▶ _Stored items_:

* * * *

//! The engine-abstraction core: the `GraphEngine` contract every back-end
//! implements (spec §4.B), the immutable registry/router that binds a
//! request to one adapter (§4.C), and the impact-analysis orchestration
//! every adapter's traversal feeds into (§4.H).

pub mod contract;
pub mod impact;
pub mod registry;

pub use contract::{CreateGraphParams, GraphEngine, ImpactParams, Operation};
pub use registry::EngineRegistry;
//! Cross-cutting impact-analysis orchestration (spec §4.H).
//!
//! This is the only caller of `GraphEngine::compute_impact`: it validates
//! the requested depth, times the call on a monotonic clock, and performs
//! the final ordering/dedup pass so a buggy adapter can't leak duplicates or
//! an out-of-range level to the client.

use std::collections::HashSet;
use std::sync::Arc;
use std::time::Instant;

use graph_domain::{GraphError, ImpactResult, Result};

use crate::contract::{GraphEngine, ImpactParams};

pub const MIN_DEPTH: u32 = 1;
pub const MAX_DEPTH: u32 = 20;

/// Validate and execute an impact query against `engine`.
pub async fn run(
    engine: &Arc<dyn GraphEngine>,
    database: Option<String>,
    graph_id: &str,
    source_id: &str,
    depth: i64,
) -> Result<ImpactResult> {
    if depth < MIN_DEPTH as i64 || depth > MAX_DEPTH as i64 {
        return Err(GraphError::DepthLimitExceeded(depth));
    }
    let depth = depth as u32;

    let started = Instant::now();
    let mut result = engine
        .compute_impact(ImpactParams {
            database,
            graph_id: graph_id.to_string(),
            source_id: source_id.to_string(),
            depth,
        })
        .await?;

    // Defensive re-sort/dedup/filter: an adapter's own traversal owns the
    // algorithm, but the client-visible contract (sorted, deduped, no
    // out-of-range level, source excluded) is enforced here regardless of
    // which adapter produced the result.
    let mut seen = HashSet::with_capacity(result.impacted_nodes.len());
    result.impacted_nodes.retain(|n| {
        n.node_id != result.source_id
            && n.level >= 1
            && n.level <= depth
            && seen.insert(n.node_id.clone())
    });
    // `(level, node_id)` explicitly — not `ImpactedNode`'s derived field
    // order, which is `(node_id, level)` and would silently violate spec
    // §4.H.3/§8's required ordering.
    result
        .impacted_nodes
        .sort_by(|a, b| a.level.cmp(&b.level).then_with(|| a.node_id.cmp(&b.node_id)));
    result.depth = depth;
    result.elapsed_ms = started.elapsed().as_millis() as u64;
    result.engine = engine.name().to_string();

    Ok(result)
}

#[cfg(test)]
mod tests {
    use super::*;
    use crate::contract::{CreateGraphParams, Operation};
    use async_trait::async_trait;
    use graph_domain::{
        DatabaseInfo, GraphPayload, GraphStats, GraphSummary, ImpactedNode, QueryResult,
    };

    struct FakeEngine;

    #[async_trait]
    impl GraphEngine for FakeEngine {
        fn name(&self) -> &str {
            "fake"
        }
        fn supports(&self, _: Operation) -> bool {
            true
        }
        async fn list_databases(&self) -> graph_domain::Result<Vec<DatabaseInfo>> {
            Ok(vec![])
        }
        async fn list_graphs(&self, _: Option<&str>) -> graph_domain::Result<Vec<GraphSummary>> {
            Ok(vec![])
        }
        async fn get_graph(&self, _: &str, _: Option<&str>) -> graph_domain::Result<GraphPayload> {
            unimplemented!()
        }
        async fn get_graph_stats(&self, _: &str, _: Option<&str>) -> graph_domain::Result<GraphStats> {
            unimplemented!()
        }
        async fn create_graph(&self, _: CreateGraphParams) -> graph_domain::Result<GraphSummary> {
            unimplemented!()
        }
        async fn delete_graph(&self, _: &str, _: Option<&str>) -> graph_domain::Result<()> {
            Ok(())
        }
        async fn get_node_neighbors(
            &self,
            _: &str,
            _: &str,
            _: u32,
            _: Option<&str>,
        ) -> graph_domain::Result<GraphPayload> {
            unimplemented!()
        }
        async fn compute_impact(
            &self,
            params: crate::contract::ImpactParams,
        ) -> graph_domain::Result<ImpactResult> {
            // Deliberately returns duplicates and an out-of-range level to
            // exercise the defensive post-processing pass.
            Ok(ImpactResult {
                source_id: params.source_id,
                impacted_nodes: vec![
                    ImpactedNode { node_id: "b".into(), level: 2 },
                    ImpactedNode { node_id: "a".into(), level: 1 },
                    ImpactedNode { node_id: "a".into(), level: 1 },
                    ImpactedNode { node_id: "z".into(), level: 99 },
                ],
                depth: 0,
                elapsed_ms: 0,
                engine: String::new(),
            })
        }
        async fn execute_raw_query(&self, _: &str, _: Option<&str>) -> graph_domain::Result<QueryResult> {
            unimplemented!()
        }
    }

    #[tokio::test]
    async fn rejects_depth_zero() {
        let engine: Arc<dyn GraphEngine> = Arc::new(FakeEngine);
        let err = run(&engine, None, "g1", "s1", 0).await.unwrap_err();
        assert!(matches!(err, GraphError::DepthLimitExceeded(0)));
    }

    #[tokio::test]
    async fn rejects_depth_above_twenty() {
        let engine: Arc<dyn GraphEngine> = Arc::new(FakeEngine);
        let err = run(&engine, None, "g1", "s1", 21).await.unwrap_err();
        assert!(matches!(err, GraphError::DepthLimitExceeded(21)));
    }

    #[tokio::test]
    async fn dedups_sorts_and_drops_out_of_range_levels() {
        let engine: Arc<dyn GraphEngine> = Arc::new(FakeEngine);
        let result = run(&engine, None, "g1", "s1", 5).await.unwrap();

        assert_eq!(result.impacted_nodes.len(), 2);
        assert_eq!(result.impacted_nodes[0].node_id, "a");
        assert_eq!(result.impacted_nodes[1].node_id, "b");
        assert_eq!(result.depth, 5);
        assert_eq!(result.engine, "fake");
    }

    /// An adapter whose node ids sort the opposite way to their levels —
    /// `"z"` is the nearer node, `"a"` the farther one. Catches a regression
    /// where the final sort orders by `(node_id, level)` instead of the
    /// required `(level, node_id)` (spec §4.H.3/§8), which the single/
    /// already-aligned-order fixtures above can't catch.
    struct ReversedIdOrderEngine;

    #[async_trait]
    impl GraphEngine for ReversedIdOrderEngine {
        fn name(&self) -> &str {
            "reversed"
        }
        fn supports(&self, _: Operation) -> bool {
            true
        }
        async fn list_databases(&self) -> graph_domain::Result<Vec<DatabaseInfo>> {
            Ok(vec![])
        }
        async fn list_graphs(&self, _: Option<&str>) -> graph_domain::Result<Vec<GraphSummary>> {
            Ok(vec![])
        }
        async fn get_graph(&self, _: &str, _: Option<&str>) -> graph_domain::Result<GraphPayload> {
            unimplemented!()
        }
        async fn get_graph_stats(&self, _: &str, _: Option<&str>) -> graph_domain::Result<GraphStats> {
            unimplemented!()
        }
        async fn create_graph(&self, _: CreateGraphParams) -> graph_domain::Result<GraphSummary> {
            unimplemented!()
        }
        async fn delete_graph(&self, _: &str, _: Option<&str>) -> graph_domain::Result<()> {
            Ok(())
        }
        async fn get_node_neighbors(
            &self,
            _: &str,
            _: &str,
            _: u32,
            _: Option<&str>,
        ) -> graph_domain::Result<GraphPayload> {
            unimplemented!()
        }
        async fn compute_impact(
            &self,
            params: crate::contract::ImpactParams,
        ) -> graph_domain::Result<ImpactResult> {
            Ok(ImpactResult {
                source_id: params.source_id,
                impacted_nodes: vec![
                    ImpactedNode { node_id: "a".into(), level: 2 },
                    ImpactedNode { node_id: "z".into(), level: 1 },
                ],
                depth: 0,
                elapsed_ms: 0,
                engine: String::new(),
            })
        }
        async fn execute_raw_query(&self, _: &str, _: Option<&str>) -> graph_domain::Result<QueryResult> {
            unimplemented!()
        }
    }

    #[tokio::test]
    async fn sorts_by_level_first_even_when_node_ids_disagree() {
        let engine: Arc<dyn GraphEngine> = Arc::new(ReversedIdOrderEngine);
        let result = run(&engine, None, "g1", "s1", 5).await.unwrap();

        assert_eq!(result.impacted_nodes[0].node_id, "z");
        assert_eq!(result.impacted_nodes[0].level, 1);
        assert_eq!(result.impacted_nodes[1].node_id, "a");
        assert_eq!(result.impacted_nodes[1].level, 2);
    }
}
use std::collections::{BTreeMap, HashSet};

use async_trait::async_trait;
use chrono::Utc;
use engine_contract::contract::{validate_payload, CreateGraphParams, ImpactParams};
use engine_contract::GraphEngine;
use graph_domain::{
    DatabaseInfo, Edge, GraphError, GraphPayload, GraphStats, GraphSummary, ImpactResult,
    ImpactedNode, Node, QueryResult, Result,
};
use sqlx::postgres::PgPoolOptions;
use sqlx::{Column, PgPool, Row};
use uuid::Uuid;

use crate::error::map_driver_error;
use crate::queries;
use crate::rows::{edge_from_row, node_from_row};

/// A single-namespace Postgres adapter (spec §4.E). Unlike the Cypher
/// adapter, there is exactly one pool and one logical "database" — the
/// connection string names it. A request naming a different `database`
/// value is rejected with `NotFound` rather than silently ignored.
pub struct RelationalEngine {
    pool: PgPool,
    database_name: String,
}

impl RelationalEngine {
    /// Connect and run pending migrations. `max_connections` sizes the pool
    /// to the expected request parallelism (spec §5); acquiring a
    /// connection beyond that surfaces as `StoreUnavailable` once
    /// `acquire_timeout` elapses.
    pub async fn connect(
        database_url: &str,
        database_name: impl Into<String>,
        max_connections: u32,
        acquire_timeout: std::time::Duration,
    ) -> Result<Self> {
        let pool = PgPoolOptions::new()
            .max_connections(max_connections)
            .acquire_timeout(acquire_timeout)
            .connect(database_url)
            .await
            .map_err(map_driver_error)?;

        sqlx::migrate!("./migrations")
            .run(&pool)
            .await
            .map_err(|e| GraphError::internal(MigrationFailed(e.to_string())))?;

        Ok(Self {
            pool,
            database_name: database_name.into(),
        })
    }

    fn check_database(&self, requested: Option<&str>) -> Result<()> {
        match requested {
            None => Ok(()),
            Some(name) if name == self.database_name => Ok(()),
            Some(other) => Err(GraphError::NotFound(format!("database '{other}'"))),
        }
    }

    /// Administrative repair for invariant 3 (spec §3): recompute
    /// `node_count`/`edge_count` on `graphs` from a live scan of
    /// `graph_nodes`/`graph_edges`, overwriting whatever was materialized at
    /// write time. Not part of the `GraphEngine` contract or the HTTP
    /// surface — spec §3 names this as a recoverable-bug operation, not a
    /// client-facing endpoint.
    pub async fn recompute_counts(&self, graph_id: &str) -> Result<(u64, u64)> {
        let row = sqlx::query(queries::RECOMPUTE_GRAPH_COUNTS)
            .bind(graph_id)
            .fetch_optional(&self.pool)
            .await
            .map_err(map_driver_error)?;
        let Some(row) = row else {
            return Err(GraphError::NotFound(format!("graph '{graph_id}'")));
        };
        let node_count: i64 = row.try_get("node_count").map_err(map_driver_error)?;
        let edge_count: i64 = row.try_get("edge_count").map_err(map_driver_error)?;
        Ok((node_count as u64, edge_count as u64))
    }

    /// One hop of the frontier-loop BFS (spec §4.E/§9): expand `frontier` by
    /// one outgoing edge, excluding anything already in `visited`. Memory is
    /// bounded by the number of distinct reachable nodes, never by the
    /// number of walks through the graph.
    async fn frontier_step(
        &self,
        graph_id: &str,
        frontier: &[String],
        visited: &[String],
    ) -> Result<Vec<String>> {
        let rows = sqlx::query(queries::FRONTIER_STEP)
            .bind(graph_id)
            .bind(frontier)
            .bind(visited)
            .fetch_all(&self.pool)
            .await
            .map_err(map_driver_error)?;

        rows.into_iter()
            .map(|row| row.try_get::<String, _>("target_id").map_err(map_driver_error))
            .collect()
    }
}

* * * *

▶ _Exercise brief_: Looking through the records, copy out every line in which the word "queries" is found.

▶ _Output_:
use crate::queries;
        let row = sqlx::query(queries::RECOMPUTE_GRAPH_COUNTS)
        let rows = sqlx::query(queries::FRONTIER_STEP)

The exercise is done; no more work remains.